Well I'm back to the old fence jimmy , sorry ..lol . Heres my coyotes headed to first NAFA SALE . I have high hopes for a couple of the light colored ones .


----------



## 220swift (Mar 2, 2011)

22 very good looking pelts, good luck with the upcoming auction!


----------



## texaspredatorhunter (Aug 14, 2014)

Hot damn! Nice work.


----------



## jimmy shutt (Jun 2, 2013)

thanks C2C you know I like that fence, I appreciate you taking time to hang em up for the photo. good luck on your first round of fur going to the auction hope those bigguns bring you a fare price they fill up the planks pretty good!!!


----------



## hassell (Feb 9, 2010)

Very nice indeed for early in the season, thanks for sharing.


----------



## C2C (Mar 17, 2012)

Thanx for the well wishes , i hope everyone does well. No problem jimmy


----------



## Ruger (Jan 22, 2011)

$$$$$$$$
Good luck with the sale.


----------



## pokeyjeeper (Sep 5, 2013)

nice bunch of fur looks like you have been busy good luck at the sale


----------



## Jonbnks (Jan 21, 2012)

You've had a pretty great first round. I'm still trying to get my first one of the year on the ground.


----------



## youngdon (Mar 10, 2010)

Good luck C2C. Did that big one make 2 slats ?


----------



## C2C (Mar 17, 2012)

youngdon said:


> Good luck C2C. Did that big one make 2 slats ?

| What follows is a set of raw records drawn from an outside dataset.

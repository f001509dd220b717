//! Admin API

use axum::{extract::State, routing::get, Json, Router};
use portway_control::{HttpTunnelRelay, TcpTunnelRelay, TcpTunnelSummary, TunnelSummary};
use serde::Serialize;
use std::sync::Arc;
use tracing::debug;

#[derive(Clone)]
pub struct AdminState {
    pub http: Arc<HttpTunnelRelay>,
    pub tcp: Arc<TcpTunnelRelay>,
}

#[derive(Debug, Serialize)]
pub struct HealthResponse {
    pub status: String,
    pub version: String,
    pub active_tunnels: usize,
}

#[derive(Debug, Serialize)]
pub struct TunnelList {
    pub http: Vec<TunnelSummary>,
    pub tcp: Vec<TcpTunnelSummary>,
    pub total: usize,
}

pub fn router(state: AdminState) -> Router {
    Router::new()
        .route("/api/health", get(health_check))
        .route("/api/tunnels", get(list_tunnels))
        .with_state(state)
}

async fn health_check(State(state): State<AdminState>) -> Json<HealthResponse> {
    Json(HealthResponse {
        status: "healthy".to_string(),
        version: env!("CARGO_PKG_VERSION").to_string(),
        active_tunnels: state.http.tunnel_count() + state.tcp.tunnel_count(),
    })
}

async fn list_tunnels(State(state): State<AdminState>) -> Json<TunnelList> {
    debug!("Listing tunnels");

    let http = state.http.active_tunnels();
    let tcp = state.tcp.active_tunnels();
    let total = http.len() + tcp.len();
    Json(TunnelList { http, tcp, total })
}

#[cfg(test)]
mod tests {
    use super::*;
    use axum::body::Body;
    use axum::http::{Request, StatusCode};
    use http_body_util::BodyExt;
    use portway_control::{ControlChannel, RegisterOptions, RelayConfig};
    use portway_relay_db::MemoryTunnelStore;
    use tower::ServiceExt;

    fn state() -> AdminState {
        let config = RelayConfig {
            domain: "tunnel.test".to_string(),
            ..RelayConfig::default()
        };
        AdminState {
            http: Arc::new(HttpTunnelRelay::new(
                config.clone(),
                Arc::new(MemoryTunnelStore::new()),
            )),
            tcp: Arc::new(TcpTunnelRelay::new(config)),
        }
    }

    async fn get_json(app: Router, uri: &str) -> serde_json::Value {
        let response = app
            .oneshot(Request::builder().uri(uri).body(Body::empty()).unwrap())
            .await
            .unwrap();
        assert_eq!(response.status(), StatusCode::OK);
        let bytes = response.into_body().collect().await.unwrap().to_bytes();
        serde_json::from_slice(&bytes).unwrap()
    }

    #[tokio::test]
    async fn test_health() {
        let body = get_json(router(state()), "/api/health").await;
        assert_eq!(body["status"], "healthy");
        assert_eq!(body["active_tunnels"], 0);
    }

    #[tokio::test]
    async fn test_list_tunnels() {
        let state = state();
        let (channel, _rx) = ControlChannel::new(None, 4);
        state
            .http
            .register(
                channel,
                RegisterOptions {
                    subdomain: Some("listed".to_string()),
                    local_port: 3000,
                    ..RegisterOptions::default()
                },
            )
            .await
            .unwrap();

        let body = get_json(router(state), "/api/tunnels").await;
        assert_eq!(body["total"], 1);
        assert_eq!(body["http"][0]["subdomain"], "listed");
        assert_eq!(body["http"][0]["public_url"], "http://listed.tunnel.test");
        assert_eq!(body["http"][0]["state"], "active");
    }
}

lol .. not quite don but close , he's directly over the little guys head whos wearing the blue hat .


----------



## youngdon (Mar 10, 2010)

You sure have a good looking crew there.


----------



## C2C (Mar 17, 2012)

youngdon said:


> You sure have a good looking crew there.


Thanx , they are just 2 of 6 grandsons under the age of 6 and another is expected any day . They all love to ride the quad and check snares with me and its a fight to see who gets to the bike first . lol . The older boy in this last pic was in it last year and knew the routine about hanging the furs up . hoto: He was shuffling around bringing me coyotes and talking nonstop about " this is a big one " or " this one sure is pretty grandpa " . Grandkids are so much fun . :thumbsup:


----------



## jimmy shutt (Jun 2, 2013)

very nice C2C, those young ones look good on ya!!!

in a few years you can kick back at let the grandkids check your line......might have to pick a few more hammers.....ha!


----------